:: DATA FOR PROCESSING ::
use crate::export::write_atomic;
use crate::filter::{sort_hits, FilterSet, SortKey};
use crate::hit::HitRecord;
use blastui_core::{BlastProgram, BlastUiError, BlastUiResult, ExportError, ValidationError};
use serde::{Deserialize, Serialize};
use std::fs;
use std::io::Write;
use std::path::Path;

/// Hits of one submission, plus the ordered ids of the queries submitted
#[derive(Debug, Clone, Default, PartialEq, Serialize, Deserialize)]
pub struct ResultSet {
    #[serde(default)]
    pub program: Option<BlastProgram>,
    #[serde(default)]
    pub database: Option<String>,
    #[serde(default)]
    pub query_ids: Vec<String>,
    pub hits: Vec<HitRecord>,
}

impl ResultSet {
    pub fn new(hits: Vec<HitRecord>) -> Self {
        Self::with_queries(Vec::new(), hits)
    }

    /// Queries that appear in `hits` but not in `query_ids` are appended in
    /// first-seen order.
    pub fn with_queries(mut query_ids: Vec<String>, hits: Vec<HitRecord>) -> Self {
        for hit in &hits {
            if !query_ids.contains(&hit.query_id) {
                query_ids.push(hit.query_id.clone());
            }
        }
        Self {
            program: None,
            database: None,
            query_ids,
            hits,
        }
    }

    pub fn with_source(mut self, program: BlastProgram, database: impl Into<String>) -> Self {
        self.program = Some(program);
        self.database = Some(database.into());
        self
    }

    pub fn len(&self) -> usize {
        self.hits.len()
    }

    pub fn is_empty(&self) -> bool {
        self.hits.is_empty()
    }

    pub fn iter(&self) -> std::slice::Iter<'_, HitRecord> {
        self.hits.iter()
    }

    /// Hits grouped by originating query, in submission order. Queries
    /// without hits are included with an empty group.
    pub fn by_query(&self) -> Vec<(&str, Vec<&HitRecord>)> {
        self.query_ids
            .iter()
            .map(|id| {
                let hits = self.hits.iter().filter(|h| &h.query_id == id).collect();
                (id.as_str(), hits)
            })
            .collect()
    }

    /// Same metadata and queries, different hits
    fn derive(&self, hits: Vec<HitRecord>) -> Self {
        Self {
            program: self.program,
            database: self.database.clone(),
            query_ids: self.query_ids.clone(),
            hits,
        }
    }

    pub fn filtered(&self, filters: &FilterSet) -> Self {
        self.derive(
            self.hits
                .iter()
                .filter(|h| filters.matches(h))
                .cloned()
                .collect(),
        )
    }

    /// Stable sort by the given keys; missing values sort last
    pub fn sorted(&self, keys: &[SortKey]) -> Self {
        let mut hits = self.hits.clone();
        sort_hits(&mut hits, keys);
        self.derive(hits)
    }

    /// Keep the hits at the given 0-based positions, in that order
    pub fn select(&self, rows: &[usize]) -> BlastUiResult<Self> {
        let hits = rows
            .iter()
            .map(|&row| {
                self.hits.get(row).cloned().ok_or_else(|| {
                    ValidationError::InvalidParameter(format!(
                        "row {} is out of range (the table has {} rows)",
                        row + 1,
                        self.hits.len()
                    ))
                })
            })
            .collect::<Result<Vec<_>, _>>()?;
        Ok(self.derive(hits))
    }

    /// Drop hits above `cutoff`, returning how many were removed
    pub fn retain_evalue(&mut self, cutoff: f64) -> usize {
        let before = self.hits.len();
        self.hits.retain(|h| h.evalue <= cutoff);
        before - self.hits.len()
    }

    pub fn save_json(&self, path: &Path) -> BlastUiResult<()> {
        let json = serde_json::to_vec_pretty(self)?;
        write_atomic(path, |w| w.write_all(&json))?;
        tracing::info!("Saved {} hits to {}", self.len(), path.display());
        Ok(())
    }

    pub fn load_json(path: &Path) -> BlastUiResult<Self> {
        let bytes = fs::read(path).map_err(|source| {
            BlastUiError::Export(ExportError::Io {
                path: path.to_path_buf(),
                source,
            })
        })?;
        let mut results: ResultSet = serde_json::from_slice(&bytes)?;
        for hit in &results.hits {
            if !results.query_ids.contains(&hit.query_id) {
                results.query_ids.push(hit.query_id.clone());
            }
        }
        Ok(results)
    }
}

impl<'a> IntoIterator for &'a ResultSet {
    type Item = &'a HitRecord;
    type IntoIter = std::slice::Iter<'a, HitRecord>;

    fn into_iter(self) -> Self::IntoIter {
        self.hits.iter()
    }
}
//! Isolated BlastUI directory trees for tests
//!
//! A `TestEnvironment` lays out `databases/`, `tools/`, `workspace/` and
//! `bin/` under a temporary root and removes it on drop. Nothing process-wide
//! is modified: the library caches `BLASTUI_*` lookups, so tests hand these
//! paths to the code under test directly, or export them to a child process
//! with [`TestEnvironment::env_vars`].

use crate::fixtures::{create_test_fasta, nucleotide_contigs};
use anyhow::{Context, Result};
use std::path::{Path, PathBuf};
use tempfile::TempDir;

#[derive(Debug, Clone, Default)]
pub struct TestConfig {
    /// Keep the directory when the test was marked failed
    pub preserve_on_failure: bool,
    /// Prefix of the temporary directory name
    pub prefix: Option<String>,
    /// Skip writing the fake `makeblastdb` into `bin/`
    pub without_makeblastdb: bool,
}

pub struct TestEnvironment {
    temp_dir: Option<TempDir>,
    root: PathBuf,
    config: TestConfig,
    failed: bool,
}

impl TestEnvironment {
    pub fn new() -> Result<Self> {
        Self::with_config(TestConfig::default())
    }

    pub fn with_config(config: TestConfig) -> Result<Self> {
        let prefix = config.prefix.as_deref().unwrap_or("blastui-test");
        let temp_dir =
            TempDir::with_prefix(prefix).context("Failed to create temporary directory")?;
        let root = temp_dir.path().to_path_buf();

        for dir in ["databases", "tools", "workspace", "bin"] {
            std::fs::create_dir_all(root.join(dir))?;
        }

        let env = Self {
            temp_dir: Some(temp_dir),
            root,
            config,
            failed: false,
        };

        #[cfg(unix)]
        if !env.config.without_makeblastdb {
            crate::mock::FakeMakeblastdb::new().install(&env.bin_dir())?;
        }

        Ok(env)
    }

    /// Doubles as `BLASTUI_HOME`
    pub fn root(&self) -> &Path {
        &self.root
    }

    pub fn path(&self, name: impl AsRef<Path>) -> PathBuf {
        self.root.join(name)
    }

    pub fn databases_dir(&self) -> PathBuf {
        self.path("databases")
    }

    pub fn tools_dir(&self) -> PathBuf {
        self.path("tools")
    }

    pub fn workspace_dir(&self) -> PathBuf {
        self.path("workspace")
    }

    /// Where the fake executables live
    pub fn bin_dir(&self) -> PathBuf {
        self.path("bin")
    }

    /// `BLASTUI_*` variables pointing into this environment, for
    /// `Command::envs`
    pub fn env_vars(&self) -> Vec<(&'static str, PathBuf)> {
        vec![
            ("BLASTUI_HOME", self.root.clone()),
            ("BLASTUI_DATABASES_DIR", self.databases_dir()),
            ("BLASTUI_TOOLS_DIR", self.tools_dir()),
            ("BLASTUI_WORKSPACE_DIR", self.workspace_dir()),
        ]
    }

    /// Write a file relative to the root, creating parent directories
    pub fn write_file(&self, path: impl AsRef<Path>, content: impl AsRef<[u8]>) -> Result<PathBuf> {
        let full_path = self.path(path);
        if let Some(parent) = full_path.parent() {
            std::fs::create_dir_all(parent)?;
        }
        std::fs::write(&full_path, content)
            .with_context(|| format!("Failed to write {}", full_path.display()))?;
        Ok(full_path)
    }

    pub fn read_to_string(&self, path: impl AsRef<Path>) -> Result<String> {
        let full_path = self.path(path);
        std::fs::read_to_string(&full_path)
            .with_context(|| format!("Failed to read {}", full_path.display()))
    }

    /// The three test contigs as a FASTA file named `name`
    pub fn write_contigs(&self, name: &str) -> Result<PathBuf> {
        self.write_file(name, create_test_fasta(&nucleotide_contigs()))
    }

    #[cfg(unix)]
    pub fn install_blast(&self, fake: &crate::mock::FakeBlast) -> Result<PathBuf> {
        fake.install(&self.bin_dir())
    }

    #[cfg(unix)]
    pub fn install_makeblastdb(&self, fake: &crate::mock::FakeMakeblastdb) -> Result<PathBuf> {
        fake.install(&self.bin_dir())
    }

    /// Keep the directory on drop if `preserve_on_failure` is set
    pub fn mark_failed(&mut self) {
        self.failed = true;
    }

    /// Keep the directory regardless and print where it is
    pub fn preserve(&mut self) {
        if let Some(temp_dir) = self.temp_dir.take() {
            let path = temp_dir.keep();
            println!("Test environment preserved at: {}", path.display());
        }
    }
}

impl Drop for TestEnvironment {
    fn drop(&mut self) {
        if self.config.preserve_on_failure && self.failed {
            if let Some(temp_dir) = self.temp_dir.take() {
                let path = temp_dir.keep();
                eprintln!("Test failed, environment preserved at: {}", path.display());
            }
        }
    }
}

#[cfg(test)]
mod tests {
    use super::*;

    #[test]
    fn test_layout_created() {
        let env = TestEnvironment::new().unwrap();
        for dir in [env.databases_dir(), env.tools_dir(), env.workspace_dir(), env.bin_dir()] {
            assert!(dir.is_dir(), "{} missing", dir.display());
        }
        #[cfg(unix)]
        assert!(env.bin_dir().join("makeblastdb").is_file());
    }

    #[test]
    fn test_environments_are_isolated() {
        let env1 = TestEnvironment::new().unwrap();
        let env2 = TestEnvironment::new().unwrap();
        assert_ne!(env1.root(), env2.root());

        env1.write_file("nested/query.fasta", ">q1\nACGT\n").unwrap();
        assert_eq!(env1.read_to_string("nested/query.fasta").unwrap(), ">q1\nACGT\n");
        assert!(!env2.path("nested/query.fasta").exists());
    }

    #[test]
    fn test_env_vars_point_inside_root() {
        let env = TestEnvironment::new().unwrap();
        let vars = env.env_vars();
        assert_eq!(vars.len(), 4);
        assert!(vars.iter().all(|(_, path)| path.starts_with(env.root())));
    }

    #[test]
    fn test_cleanup_and_preserve() {
        let root = {
            let env = TestEnvironment::new().unwrap();
            env.root().to_path_buf()
        };
        assert!(!root.exists());

        let kept = {
            let mut env = TestEnvironment::with_config(TestConfig {
                preserve_on_failure: true,
                without_makeblastdb: true,
                ..TestConfig::default()
            })
            .unwrap();
            env.mark_failed();
            env.root().to_path_buf()
        };
        assert!(kept.exists());
        std::fs::remove_dir_all(kept).unwrap();
    }
}
pub mod temp;

pub use temp::{TempWorkspace, WorkspaceConfig, WorkspaceMetadata, WorkspaceStats, WorkspaceStatus};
:::
◆ ACTIVITY:
If a line in the entries above has the word "type", copy it.

◆ PROBLEM SOLUTION:
    type Item = &'a HitRecord;
    type IntoIter = std::slice::Iter<'a, HitRecord>;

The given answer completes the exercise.